### Collected data
▼

impl<'g> OutputStream<'g> {
    /// Stream using [`StreamConfig::default`].
    pub fn new() -> Self {
        Self::with_config(StreamConfig::default())
    }

    pub fn with_config(config: StreamConfig) -> Self {
        Self {
            buf: Buffer::new(),
            encaps: WriteEncapsStack::new(&config),
            config,
            graph: None,
            logger: default_logger(),
            converter: None,
        }
    }

    /// Attach the graph that [`write_value`](Self::write_value) handles refer to.
    pub fn with_graph(mut self, graph: &'g ValueGraph) -> Self {
        self.graph = Some(graph);
        self
    }

    pub fn with_logger(mut self, logger: Arc<dyn Logger>) -> Self {
        self.logger = logger;
        self
    }

    /// Install the codec used by [`write_native_string`](Self::write_native_string).
    pub fn with_string_converter(mut self, converter: Arc<dyn StringConverter>) -> Self {
        self.converter = Some(converter);
        self
    }

    pub fn config(&self) -> &StreamConfig {
        &self.config
    }

    /// Encoding of the innermost open encapsulation.
    pub fn encoding(&self) -> EncodingVersion {
        self.encaps.current().encoding
    }

    /// Class format of the innermost open encapsulation.
    pub fn format(&self) -> FormatType {
        self.encaps.current().format
    }

    pub fn len(&self) -> usize {
        self.buf.len()
    }

    pub fn is_empty(&self) -> bool {
        self.buf.is_empty()
    }

    pub fn as_bytes(&self) -> &[u8] {
        self.buf.as_slice()
    }

    pub fn into_bytes(self) -> Vec<u8> {
        self.buf.into_vec()
    }

    /// Drop written bytes and every encoder state.
    pub fn reset(&mut self) {
        self.buf.reset();
        self.encaps = WriteEncapsStack::new(&self.config);
    }

    // ========================================================================
    // Primitives
    // ========================================================================

    pub fn write_bool(&mut self, v: bool) {
        self.buf.write_scalar(v);
    }

    pub fn write_byte(&mut self, v: u8) {
        self.buf.write_scalar(v);
    }

    pub fn write_short(&mut self, v: i16) {
        self.buf.write_scalar(v);
    }

    pub fn write_int(&mut self, v: i32) {
        self.buf.write_scalar(v);
    }

    pub fn write_long(&mut self, v: i64) {
        self.buf.write_scalar(v);
    }

    pub fn write_float(&mut self, v: f32) {
        self.buf.write_scalar(v);
    }

    pub fn write_double(&mut self, v: f64) {
        self.buf.write_scalar(v);
    }

    pub fn write_size(&mut self, v: usize) -> Result<()> {
        self.buf.write_size(v)
    }

    /// Raw bytes, no length prefix.
    pub fn write_blob(&mut self, bytes: &[u8]) {
        self.buf.write(bytes);
    }

    /// Enumerator: 1.0 picks byte/short/int from `max_value`, 1.1 uses a `Size`.
    pub fn write_enum(&mut self, value: i32, max_value: i32) -> Result<()> {
        if value < 0 || value > max_value {
            return Err(Error::marshal(format!(
                "enumerator value {} is out of range 0..={}",
                value, max_value
            )));
        }
        if self.encoding().is_1_0() {
            if max_value < 127 {
                self.buf.write_scalar(value as u8);
            } else if max_value < 32767 {
                self.buf.write_scalar(value as i16);
            } else {
                self.buf.write_scalar(value);
            }
            Ok(())
        } else {
            self.buf.write_size(value as usize)
        }
    }

    /// `Size` count followed by each element.
    pub fn write_seq<T: WireScalar>(&mut self, values: &[T]) -> Result<()> {
        self.buf.write_size(values.len())?;
        for v in values {
            self.buf.write_scalar(*v);
        }
        Ok(())
    }

    pub fn write_byte_seq(&mut self, bytes: &[u8]) -> Result<()> {
        self.buf.write_sized_bytes(bytes)
    }

    pub fn write_string(&mut self, s: &str) -> Result<()> {
        self.buf.write_sized_bytes(s.as_bytes())
    }

    pub fn write_string_seq<S: AsRef<str>>(&mut self, values: &[S]) -> Result<()> {
        self.buf.write_size(values.len())?;
        for s in values {
            self.write_string(s.as_ref())?;
        }
        Ok(())
    }

    /// Wide string given as UTF-16 code units; written as UTF-8.
    pub fn write_wstring(&mut self, units: &[u16]) -> Result<()> {
        self.buf
            .write_converted(units.len(), |out| utf16_to_utf8(units, out))
    }

    /// Narrow string in the installed converter's native encoding.
    ///
    /// Without a converter the bytes must already be UTF-8.
    pub fn write_native_string(&mut self, native: &[u8]) -> Result<()> {
        match self.converter.clone() {
            Some(converter) => self
                .buf
                .write_converted(native.len(), |out| converter.to_utf8(native, out)),
            None => {
                std::str::from_utf8(native).map_err(|e| Error::StringConversion(e.to_string()))?;
                self.buf.write_sized_bytes(native)
            }
        }
    }

    /// Reserve an i32 length; returns its offset for [`end_size`](Self::end_size).
    pub fn start_size(&mut self) -> usize {
        let pos = self.buf.len();
        self.buf.write_scalar(0i32);
        pos
    }

    /// Patch the length reserved at `pos` with the bytes written since.
    pub fn end_size(&mut self, pos: usize) -> Result<()> {
        let size = self.buf.len() - pos - 4;
        let size = i32::try_from(size)
            .map_err(|_| Error::marshal(format!("size {} exceeds the wire limit", size)))?;
        self.buf.write_scalar_at(pos, size)
    }

    // ========================================================================
    // Encapsulations
    // ========================================================================

    /// Open an encapsulation; [`FormatType::Default`] resolves against the config.
    pub fn start_write_encaps(&mut self, encoding: EncodingVersion, format: FormatType) -> Result<()> {
        encoding.check_supported()?;
        let start = self.buf.len();
        self.buf.write_scalar(0i32);
        self.buf.write_scalar(encoding.major);
        self.buf.write_scalar(encoding.minor);
        self.encaps.frames.push(WriteEncaps {
            start,
            encoding,
            format: self.config.resolve_format(format),
            encoder: None,
        });
        Ok(())
    }

    /// Open an encapsulation inheriting the current encoding and format.
    pub fn start_write_encaps_default(&mut self) -> Result<()> {
        let current = self.encaps.current();
        let (encoding, format) = (current.encoding, current.format);
        self.start_write_encaps(encoding, format)
    }

    /// Close the innermost encapsulation and patch its size.
    pub fn end_write_encaps(&mut self) -> Result<()> {
        let frame = self
            .encaps
            .frames
            .pop()
            .ok_or_else(|| Error::encapsulation("no open encapsulation to end"))?;
        let size = self.buf.len() - frame.start;
        let size = i32::try_from(size)
            .map_err(|_| Error::encapsulation(format!("encapsulation of {} bytes is too large", size)))?;
        self.buf.write_scalar_at(frame.start, size)
    }

    /// Header-only encapsulation.
    pub fn write_empty_encaps(&mut self, encoding: EncodingVersion) -> Result<()> {
        encoding.check_supported()?;
        self.buf.write_scalar(ENCAPS_HEADER_SIZE as i32);
        self.buf.write_scalar(encoding.major);
        self.buf.write_scalar(encoding.minor);
        Ok(())
    }

    /// Copy a complete encapsulation (header included) verbatim.
    pub fn write_encaps(&mut self, bytes: &[u8]) -> Result<()> {
        if bytes.len() < ENCAPS_HEADER_SIZE {
            return Err(Error::encapsulation(format!(
                "encapsulation of {} bytes is shorter than its header",
                bytes.len()
            )));
        }
        self.buf.write(bytes);
        Ok(())
    }

    /// Number of explicitly opened encapsulations.
    pub fn encaps_depth(&self) -> usize {
        self.encaps.frames.len()
    }

    // ========================================================================
    // Tagged members
    // ========================================================================

    /// Write a tag header; `false` when the encoding cannot carry tagged members
    /// and the value must be omitted.
    pub fn write_opt(&mut self, tag: i32, format: OptionalFormat) -> Result<bool> {
        if tag < 0 {
            return Err(Error::marshal(format!("invalid tag {}", tag)));
        }
        let frame = self.encaps.current_mut();
        if frame.encoding.is_1_0() {
            return Ok(false);
        }
        if let Some(encoder) = frame.encoder.as_mut() {
            encoder.mark_optional_member();
        }
        let bits = format as u8;
        if tag < TAG_INLINE_LIMIT {
            self.buf.write_scalar(bits | ((tag as u8) << 3));
        } else {
            self.buf.write_scalar(bits | TAG_OUT_OF_LINE);
            self.buf.write_size(tag as usize)?;
        }
        Ok(true)
    }
}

▲

### Your assignment
Lines with the word "encoder": copy each one from the data above.

### Reply to the exercise
    /// Drop written bytes and every encoder state.
            encoder: None,
        if let Some(encoder) = frame.encoder.as_mut() {
            encoder.mark_optional_member();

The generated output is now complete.